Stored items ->
++++++
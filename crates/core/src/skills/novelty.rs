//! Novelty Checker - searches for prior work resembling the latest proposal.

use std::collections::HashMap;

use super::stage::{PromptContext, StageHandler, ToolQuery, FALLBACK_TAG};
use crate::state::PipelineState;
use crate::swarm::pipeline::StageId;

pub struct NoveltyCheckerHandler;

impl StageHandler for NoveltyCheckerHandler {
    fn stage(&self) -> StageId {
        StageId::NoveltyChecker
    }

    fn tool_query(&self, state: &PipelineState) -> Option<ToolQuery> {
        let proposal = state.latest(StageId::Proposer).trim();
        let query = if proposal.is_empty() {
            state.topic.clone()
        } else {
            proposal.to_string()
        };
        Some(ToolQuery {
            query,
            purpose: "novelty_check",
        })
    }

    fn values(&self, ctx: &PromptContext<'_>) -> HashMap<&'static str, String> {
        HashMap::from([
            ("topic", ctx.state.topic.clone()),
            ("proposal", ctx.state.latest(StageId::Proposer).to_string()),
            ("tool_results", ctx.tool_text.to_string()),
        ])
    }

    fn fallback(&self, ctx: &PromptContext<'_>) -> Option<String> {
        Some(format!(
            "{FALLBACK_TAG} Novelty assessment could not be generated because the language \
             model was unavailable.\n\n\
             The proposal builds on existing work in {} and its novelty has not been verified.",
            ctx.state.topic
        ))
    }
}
++++++
What is needed ->
Repeat only the lines above, from the first line of the entries through the line that contains "impl StageHandler for", including both ends.

Answer area ->
filename crates/core/src/skills/novelty.rs
//! Novelty Checker - searches for prior work resembling the latest proposal.

use std::collections::HashMap;

use super::stage::{PromptContext, StageHandler, ToolQuery, FALLBACK_TAG};
use crate::state::PipelineState;
use crate::swarm::pipeline::StageId;

pub struct NoveltyCheckerHandler;

impl StageHandler for NoveltyCheckerHandler {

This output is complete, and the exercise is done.